▶ **Stored data**:
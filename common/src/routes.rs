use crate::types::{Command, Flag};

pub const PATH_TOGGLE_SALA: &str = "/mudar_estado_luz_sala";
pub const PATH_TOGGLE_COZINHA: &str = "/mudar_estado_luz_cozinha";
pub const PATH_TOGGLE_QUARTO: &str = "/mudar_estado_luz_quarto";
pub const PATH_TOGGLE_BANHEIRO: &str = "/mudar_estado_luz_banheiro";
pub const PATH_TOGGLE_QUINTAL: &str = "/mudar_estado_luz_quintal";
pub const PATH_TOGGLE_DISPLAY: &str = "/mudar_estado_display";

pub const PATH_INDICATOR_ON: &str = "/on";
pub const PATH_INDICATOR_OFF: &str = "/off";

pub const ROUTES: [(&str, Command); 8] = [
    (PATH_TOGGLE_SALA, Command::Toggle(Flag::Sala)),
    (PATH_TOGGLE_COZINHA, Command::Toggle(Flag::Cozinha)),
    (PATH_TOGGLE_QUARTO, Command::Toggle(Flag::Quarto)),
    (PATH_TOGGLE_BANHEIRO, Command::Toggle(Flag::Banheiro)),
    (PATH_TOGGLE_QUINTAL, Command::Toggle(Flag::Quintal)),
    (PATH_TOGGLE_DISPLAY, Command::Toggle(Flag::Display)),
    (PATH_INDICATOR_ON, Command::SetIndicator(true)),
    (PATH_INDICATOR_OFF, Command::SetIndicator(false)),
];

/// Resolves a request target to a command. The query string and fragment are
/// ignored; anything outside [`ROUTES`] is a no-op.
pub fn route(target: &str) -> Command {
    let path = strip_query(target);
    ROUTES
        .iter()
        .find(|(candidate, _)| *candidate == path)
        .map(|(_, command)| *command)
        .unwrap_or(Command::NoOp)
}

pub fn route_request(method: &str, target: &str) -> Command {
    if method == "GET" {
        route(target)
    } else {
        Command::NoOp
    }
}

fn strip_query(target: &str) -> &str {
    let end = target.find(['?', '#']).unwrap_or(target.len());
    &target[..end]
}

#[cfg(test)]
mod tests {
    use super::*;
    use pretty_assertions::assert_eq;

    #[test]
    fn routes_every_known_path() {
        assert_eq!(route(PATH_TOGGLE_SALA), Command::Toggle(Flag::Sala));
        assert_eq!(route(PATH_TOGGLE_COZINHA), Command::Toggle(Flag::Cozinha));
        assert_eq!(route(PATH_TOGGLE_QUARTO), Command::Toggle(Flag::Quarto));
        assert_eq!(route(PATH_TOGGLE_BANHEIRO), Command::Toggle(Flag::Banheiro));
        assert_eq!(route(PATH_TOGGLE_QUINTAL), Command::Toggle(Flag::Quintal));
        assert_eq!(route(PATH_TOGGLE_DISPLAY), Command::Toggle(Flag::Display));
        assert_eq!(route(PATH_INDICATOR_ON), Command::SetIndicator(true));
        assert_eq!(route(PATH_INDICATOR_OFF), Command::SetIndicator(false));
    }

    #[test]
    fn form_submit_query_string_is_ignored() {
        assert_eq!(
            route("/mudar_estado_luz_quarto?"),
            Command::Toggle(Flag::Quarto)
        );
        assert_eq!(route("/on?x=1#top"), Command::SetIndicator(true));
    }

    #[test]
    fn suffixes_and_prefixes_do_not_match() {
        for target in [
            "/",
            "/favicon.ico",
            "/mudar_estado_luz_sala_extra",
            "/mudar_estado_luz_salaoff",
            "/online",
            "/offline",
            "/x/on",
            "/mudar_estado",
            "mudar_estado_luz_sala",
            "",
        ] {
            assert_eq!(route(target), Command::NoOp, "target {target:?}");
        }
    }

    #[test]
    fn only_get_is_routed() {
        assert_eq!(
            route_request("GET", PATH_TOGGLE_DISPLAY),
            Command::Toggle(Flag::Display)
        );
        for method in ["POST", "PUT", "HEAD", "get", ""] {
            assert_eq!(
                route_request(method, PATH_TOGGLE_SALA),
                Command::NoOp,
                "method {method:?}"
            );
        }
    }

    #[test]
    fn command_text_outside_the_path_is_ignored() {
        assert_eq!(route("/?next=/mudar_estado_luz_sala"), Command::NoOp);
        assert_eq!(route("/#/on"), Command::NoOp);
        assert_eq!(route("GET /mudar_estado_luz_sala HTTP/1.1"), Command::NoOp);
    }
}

▶ **Description of the task**: Restate the records above verbatim, omitting no line.

▶ **Exercise solution**:
filename common/src/routes.rs
use crate::types::{Command, Flag};

pub const PATH_TOGGLE_SALA: &str = "/mudar_estado_luz_sala";
pub const PATH_TOGGLE_COZINHA: &str = "/mudar_estado_luz_cozinha";
pub const PATH_TOGGLE_QUARTO: &str = "/mudar_estado_luz_quarto";
pub const PATH_TOGGLE_BANHEIRO: &str = "/mudar_estado_luz_banheiro";
pub const PATH_TOGGLE_QUINTAL: &str = "/mudar_estado_luz_quintal";
pub const PATH_TOGGLE_DISPLAY: &str = "/mudar_estado_display";

pub const PATH_INDICATOR_ON: &str = "/on";
pub const PATH_INDICATOR_OFF: &str = "/off";

pub const ROUTES: [(&str, Command); 8] = [
    (PATH_TOGGLE_SALA, Command::Toggle(Flag::Sala)),
    (PATH_TOGGLE_COZINHA, Command::Toggle(Flag::Cozinha)),
    (PATH_TOGGLE_QUARTO, Command::Toggle(Flag::Quarto)),
    (PATH_TOGGLE_BANHEIRO, Command::Toggle(Flag::Banheiro)),
    (PATH_TOGGLE_QUINTAL, Command::Toggle(Flag::Quintal)),
    (PATH_TOGGLE_DISPLAY, Command::Toggle(Flag::Display)),
    (PATH_INDICATOR_ON, Command::SetIndicator(true)),
    (PATH_INDICATOR_OFF, Command::SetIndicator(false)),
];

/// Resolves a request target to a command. The query string and fragment are
/// ignored; anything outside [`ROUTES`] is a no-op.
pub fn route(target: &str) -> Command {
    let path = strip_query(target);
    ROUTES
        .iter()
        .find(|(candidate, _)| *candidate == path)
        .map(|(_, command)| *command)
        .unwrap_or(Command::NoOp)
}

pub fn route_request(method: &str, target: &str) -> Command {
    if method == "GET" {
        route(target)
    } else {
        Command::NoOp
    }
}

fn strip_query(target: &str) -> &str {
    let end = target.find(['?', '#']).unwrap_or(target.len());
    &target[..end]
}

#[cfg(test)]
mod tests {
    use super::*;
    use pretty_assertions::assert_eq;

    #[test]
    fn routes_every_known_path() {
        assert_eq!(route(PATH_TOGGLE_SALA), Command::Toggle(Flag::Sala));
        assert_eq!(route(PATH_TOGGLE_COZINHA), Command::Toggle(Flag::Cozinha));
        assert_eq!(route(PATH_TOGGLE_QUARTO), Command::Toggle(Flag::Quarto));
        assert_eq!(route(PATH_TOGGLE_BANHEIRO), Command::Toggle(Flag::Banheiro));
        assert_eq!(route(PATH_TOGGLE_QUINTAL), Command::Toggle(Flag::Quintal));
        assert_eq!(route(PATH_TOGGLE_DISPLAY), Command::Toggle(Flag::Display));
        assert_eq!(route(PATH_INDICATOR_ON), Command::SetIndicator(true));
        assert_eq!(route(PATH_INDICATOR_OFF), Command::SetIndicator(false));
    }

    #[test]
    fn form_submit_query_string_is_ignored() {
        assert_eq!(
            route("/mudar_estado_luz_quarto?"),
            Command::Toggle(Flag::Quarto)
        );
        assert_eq!(route("/on?x=1#top"), Command::SetIndicator(true));
    }

    #[test]
    fn suffixes_and_prefixes_do_not_match() {
        for target in [
            "/",
            "/favicon.ico",
            "/mudar_estado_luz_sala_extra",
            "/mudar_estado_luz_salaoff",
            "/online",
            "/offline",
            "/x/on",
            "/mudar_estado",
            "mudar_estado_luz_sala",
            "",
        ] {
            assert_eq!(route(target), Command::NoOp, "target {target:?}");
        }
    }

    #[test]
    fn only_get_is_routed() {
        assert_eq!(
            route_request("GET", PATH_TOGGLE_DISPLAY),
            Command::Toggle(Flag::Display)
        );
        for method in ["POST", "PUT", "HEAD", "get", ""] {
            assert_eq!(
                route_request(method, PATH_TOGGLE_SALA),
                Command::NoOp,
                "method {method:?}"
            );
        }
    }

    #[test]
    fn command_text_outside_the_path_is_ignored() {
        assert_eq!(route("/?next=/mudar_estado_luz_sala"), Command::NoOp);
        assert_eq!(route("/#/on"), Command::NoOp);
        assert_eq!(route("GET /mudar_estado_luz_sala HTTP/1.1"), Command::NoOp);
    }
}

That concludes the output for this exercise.